- **RECORD EXCERPTS**
______

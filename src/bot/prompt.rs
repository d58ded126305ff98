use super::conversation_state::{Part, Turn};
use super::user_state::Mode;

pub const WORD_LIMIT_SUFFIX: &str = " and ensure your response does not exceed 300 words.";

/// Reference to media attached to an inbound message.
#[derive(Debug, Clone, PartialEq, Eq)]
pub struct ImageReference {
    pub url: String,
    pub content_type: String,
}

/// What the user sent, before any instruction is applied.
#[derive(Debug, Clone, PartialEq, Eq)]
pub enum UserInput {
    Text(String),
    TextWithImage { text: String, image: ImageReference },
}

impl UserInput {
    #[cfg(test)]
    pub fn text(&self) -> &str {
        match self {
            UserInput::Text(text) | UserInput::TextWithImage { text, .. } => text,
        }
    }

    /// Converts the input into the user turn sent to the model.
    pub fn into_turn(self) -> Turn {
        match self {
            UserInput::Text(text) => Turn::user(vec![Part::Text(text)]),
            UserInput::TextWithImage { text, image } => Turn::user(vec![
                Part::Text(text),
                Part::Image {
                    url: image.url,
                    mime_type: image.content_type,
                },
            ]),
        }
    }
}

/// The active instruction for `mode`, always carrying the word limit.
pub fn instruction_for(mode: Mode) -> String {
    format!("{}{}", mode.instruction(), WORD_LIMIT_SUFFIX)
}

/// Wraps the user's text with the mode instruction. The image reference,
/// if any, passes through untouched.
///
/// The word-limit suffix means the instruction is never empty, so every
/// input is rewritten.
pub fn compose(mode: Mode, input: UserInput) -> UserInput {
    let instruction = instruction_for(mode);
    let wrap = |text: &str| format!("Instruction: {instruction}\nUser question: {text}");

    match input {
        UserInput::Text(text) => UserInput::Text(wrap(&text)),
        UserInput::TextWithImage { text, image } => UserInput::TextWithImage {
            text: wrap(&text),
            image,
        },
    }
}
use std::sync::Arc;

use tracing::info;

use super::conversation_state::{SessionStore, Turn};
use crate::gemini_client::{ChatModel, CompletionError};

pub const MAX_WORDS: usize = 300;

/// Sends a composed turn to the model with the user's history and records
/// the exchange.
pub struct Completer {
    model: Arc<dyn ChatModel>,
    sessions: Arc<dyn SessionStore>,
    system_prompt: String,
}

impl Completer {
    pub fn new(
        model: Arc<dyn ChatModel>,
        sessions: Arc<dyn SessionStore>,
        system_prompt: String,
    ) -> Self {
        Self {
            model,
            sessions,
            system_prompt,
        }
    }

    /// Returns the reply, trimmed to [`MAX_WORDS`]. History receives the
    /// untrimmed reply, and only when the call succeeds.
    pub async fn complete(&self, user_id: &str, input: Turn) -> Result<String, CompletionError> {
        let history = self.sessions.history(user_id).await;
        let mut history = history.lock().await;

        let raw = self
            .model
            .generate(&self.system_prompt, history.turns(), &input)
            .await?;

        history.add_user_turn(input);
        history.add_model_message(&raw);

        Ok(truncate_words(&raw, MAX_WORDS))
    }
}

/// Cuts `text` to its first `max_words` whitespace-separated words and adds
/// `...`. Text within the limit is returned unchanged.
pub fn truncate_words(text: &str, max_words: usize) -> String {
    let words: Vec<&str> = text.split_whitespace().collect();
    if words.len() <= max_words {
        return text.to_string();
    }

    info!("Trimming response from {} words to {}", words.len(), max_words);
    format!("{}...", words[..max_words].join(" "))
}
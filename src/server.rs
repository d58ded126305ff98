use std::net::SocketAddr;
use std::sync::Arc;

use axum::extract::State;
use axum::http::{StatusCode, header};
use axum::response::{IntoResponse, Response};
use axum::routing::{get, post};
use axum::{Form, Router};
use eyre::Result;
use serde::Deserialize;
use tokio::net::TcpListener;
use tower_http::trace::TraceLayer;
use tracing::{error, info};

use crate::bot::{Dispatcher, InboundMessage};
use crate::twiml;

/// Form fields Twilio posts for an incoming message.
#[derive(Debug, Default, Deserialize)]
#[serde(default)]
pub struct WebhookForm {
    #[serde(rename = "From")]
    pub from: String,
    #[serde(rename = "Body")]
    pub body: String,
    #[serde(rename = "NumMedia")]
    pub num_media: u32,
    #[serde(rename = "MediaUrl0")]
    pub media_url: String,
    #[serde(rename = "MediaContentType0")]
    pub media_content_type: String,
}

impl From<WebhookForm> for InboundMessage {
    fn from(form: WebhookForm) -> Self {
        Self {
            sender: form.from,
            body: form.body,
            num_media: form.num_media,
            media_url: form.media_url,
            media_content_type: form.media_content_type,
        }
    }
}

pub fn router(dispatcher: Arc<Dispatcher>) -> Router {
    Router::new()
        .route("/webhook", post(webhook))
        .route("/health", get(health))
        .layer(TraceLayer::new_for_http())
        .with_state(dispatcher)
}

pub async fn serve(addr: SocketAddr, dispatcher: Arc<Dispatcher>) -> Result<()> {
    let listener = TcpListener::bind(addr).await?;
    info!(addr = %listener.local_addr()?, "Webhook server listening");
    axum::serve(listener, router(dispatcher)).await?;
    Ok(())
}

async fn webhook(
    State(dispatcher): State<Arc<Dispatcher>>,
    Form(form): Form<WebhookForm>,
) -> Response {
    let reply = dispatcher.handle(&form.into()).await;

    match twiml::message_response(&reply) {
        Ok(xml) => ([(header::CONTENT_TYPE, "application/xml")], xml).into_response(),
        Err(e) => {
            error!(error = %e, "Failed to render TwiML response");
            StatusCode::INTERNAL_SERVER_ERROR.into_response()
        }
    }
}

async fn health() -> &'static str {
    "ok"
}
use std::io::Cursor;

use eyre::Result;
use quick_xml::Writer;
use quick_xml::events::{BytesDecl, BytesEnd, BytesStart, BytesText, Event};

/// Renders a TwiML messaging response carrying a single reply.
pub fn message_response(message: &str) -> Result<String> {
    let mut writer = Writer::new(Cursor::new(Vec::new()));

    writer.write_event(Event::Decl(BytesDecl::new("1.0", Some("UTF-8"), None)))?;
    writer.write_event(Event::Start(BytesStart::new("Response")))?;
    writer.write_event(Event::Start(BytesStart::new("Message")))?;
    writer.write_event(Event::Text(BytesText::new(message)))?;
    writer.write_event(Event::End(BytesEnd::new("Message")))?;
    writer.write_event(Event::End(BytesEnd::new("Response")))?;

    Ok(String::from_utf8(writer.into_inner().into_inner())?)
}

______

- **WORK INSTRUCTION**
From the first line to the last, please write out the entries exactly.

- **ANSWER**
filename src/bot/prompt.rs
repository d58ded126305ff98
use super::conversation_state::{Part, Turn};
use super::user_state::Mode;

pub const WORD_LIMIT_SUFFIX: &str = " and ensure your response does not exceed 300 words.";

/// Reference to media attached to an inbound message.
#[derive(Debug, Clone, PartialEq, Eq)]
pub struct ImageReference {
    pub url: String,
    pub content_type: String,
}

/// What the user sent, before any instruction is applied.
#[derive(Debug, Clone, PartialEq, Eq)]
pub enum UserInput {
    Text(String),
    TextWithImage { text: String, image: ImageReference },
}

impl UserInput {
    #[cfg(test)]
    pub fn text(&self) -> &str {
        match self {
            UserInput::Text(text) | UserInput::TextWithImage { text, .. } => text,
        }
    }

    /// Converts the input into the user turn sent to the model.
    pub fn into_turn(self) -> Turn {
        match self {
            UserInput::Text(text) => Turn::user(vec![Part::Text(text)]),
            UserInput::TextWithImage { text, image } => Turn::user(vec![
                Part::Text(text),
                Part::Image {
                    url: image.url,
                    mime_type: image.content_type,
                },
            ]),
        }
    }
}

/// The active instruction for `mode`, always carrying the word limit.
pub fn instruction_for(mode: Mode) -> String {
    format!("{}{}", mode.instruction(), WORD_LIMIT_SUFFIX)
}

/// Wraps the user's text with the mode instruction. The image reference,
/// if any, passes through untouched.
///
/// The word-limit suffix means the instruction is never empty, so every
/// input is rewritten.
pub fn compose(mode: Mode, input: UserInput) -> UserInput {
    let instruction = instruction_for(mode);
    let wrap = |text: &str| format!("Instruction: {instruction}\nUser question: {text}");

    match input {
        UserInput::Text(text) => UserInput::Text(wrap(&text)),
        UserInput::TextWithImage { text, image } => UserInput::TextWithImage {
            text: wrap(&text),
            image,
        },
    }
}
use std::sync::Arc;

use tracing::info;

use super::conversation_state::{SessionStore, Turn};
use crate::gemini_client::{ChatModel, CompletionError};

pub const MAX_WORDS: usize = 300;

/// Sends a composed turn to the model with the user's history and records
/// the exchange.
pub struct Completer {
    model: Arc<dyn ChatModel>,
    sessions: Arc<dyn SessionStore>,
    system_prompt: String,
}

impl Completer {
    pub fn new(
        model: Arc<dyn ChatModel>,
        sessions: Arc<dyn SessionStore>,
        system_prompt: String,
    ) -> Self {
        Self {
            model,
            sessions,
            system_prompt,
        }
    }

    /// Returns the reply, trimmed to [`MAX_WORDS`]. History receives the
    /// untrimmed reply, and only when the call succeeds.
    pub async fn complete(&self, user_id: &str, input: Turn) -> Result<String, CompletionError> {
        let history = self.sessions.history(user_id).await;
        let mut history = history.lock().await;

        let raw = self
            .model
            .generate(&self.system_prompt, history.turns(), &input)
            .await?;

        history.add_user_turn(input);
        history.add_model_message(&raw);

        Ok(truncate_words(&raw, MAX_WORDS))
    }
}

/// Cuts `text` to its first `max_words` whitespace-separated words and adds
/// `...`. Text within the limit is returned unchanged.
pub fn truncate_words(text: &str, max_words: usize) -> String {
    let words: Vec<&str> = text.split_whitespace().collect();
    if words.len() <= max_words {
        return text.to_string();
    }

    info!("Trimming response from {} words to {}", words.len(), max_words);
    format!("{}...", words[..max_words].join(" "))
}
filename src/server.rs
repository d58ded126305ff98
use std::net::SocketAddr;
use std::sync::Arc;

use axum::extract::State;
use axum::http::{StatusCode, header};
use axum::response::{IntoResponse, Response};
use axum::routing::{get, post};
use axum::{Form, Router};
use eyre::Result;
use serde::Deserialize;
use tokio::net::TcpListener;
use tower_http::trace::TraceLayer;
use tracing::{error, info};

use crate::bot::{Dispatcher, InboundMessage};
use crate::twiml;

/// Form fields Twilio posts for an incoming message.
#[derive(Debug, Default, Deserialize)]
#[serde(default)]
pub struct WebhookForm {
    #[serde(rename = "From")]
    pub from: String,
    #[serde(rename = "Body")]
    pub body: String,
    #[serde(rename = "NumMedia")]
    pub num_media: u32,
    #[serde(rename = "MediaUrl0")]
    pub media_url: String,
    #[serde(rename = "MediaContentType0")]
    pub media_content_type: String,
}

impl From<WebhookForm> for InboundMessage {
    fn from(form: WebhookForm) -> Self {
        Self {
            sender: form.from,
            body: form.body,
            num_media: form.num_media,
            media_url: form.media_url,
            media_content_type: form.media_content_type,
        }
    }
}

pub fn router(dispatcher: Arc<Dispatcher>) -> Router {
    Router::new()
        .route("/webhook", post(webhook))
        .route("/health", get(health))
        .layer(TraceLayer::new_for_http())
        .with_state(dispatcher)
}

pub async fn serve(addr: SocketAddr, dispatcher: Arc<Dispatcher>) -> Result<()> {
    let listener = TcpListener::bind(addr).await?;
    info!(addr = %listener.local_addr()?, "Webhook server listening");
    axum::serve(listener, router(dispatcher)).await?;
    Ok(())
}

async fn webhook(
    State(dispatcher): State<Arc<Dispatcher>>,
    Form(form): Form<WebhookForm>,
) -> Response {
    let reply = dispatcher.handle(&form.into()).await;

    match twiml::message_response(&reply) {
        Ok(xml) => ([(header::CONTENT_TYPE, "application/xml")], xml).into_response(),
        Err(e) => {
            error!(error = %e, "Failed to render TwiML response");
            StatusCode::INTERNAL_SERVER_ERROR.into_response()
        }
    }
}

async fn health() -> &'static str {
    "ok"
}
use std::io::Cursor;

use eyre::Result;
use quick_xml::Writer;
use quick_xml::events::{BytesDecl, BytesEnd, BytesStart, BytesText, Event};

/// Renders a TwiML messaging response carrying a single reply.
pub fn message_response(message: &str) -> Result<String> {
    let mut writer = Writer::new(Cursor::new(Vec::new()));

    writer.write_event(Event::Decl(BytesDecl::new("1.0", Some("UTF-8"), None)))?;
    writer.write_event(Event::Start(BytesStart::new("Response")))?;
    writer.write_event(Event::Start(BytesStart::new("Message")))?;
    writer.write_event(Event::Text(BytesText::new(message)))?;
    writer.write_event(Event::End(BytesEnd::new("Message")))?;
    writer.write_event(Event::End(BytesEnd::new("Response")))?;

    Ok(String::from_utf8(writer.into_inner().into_inner())?)
}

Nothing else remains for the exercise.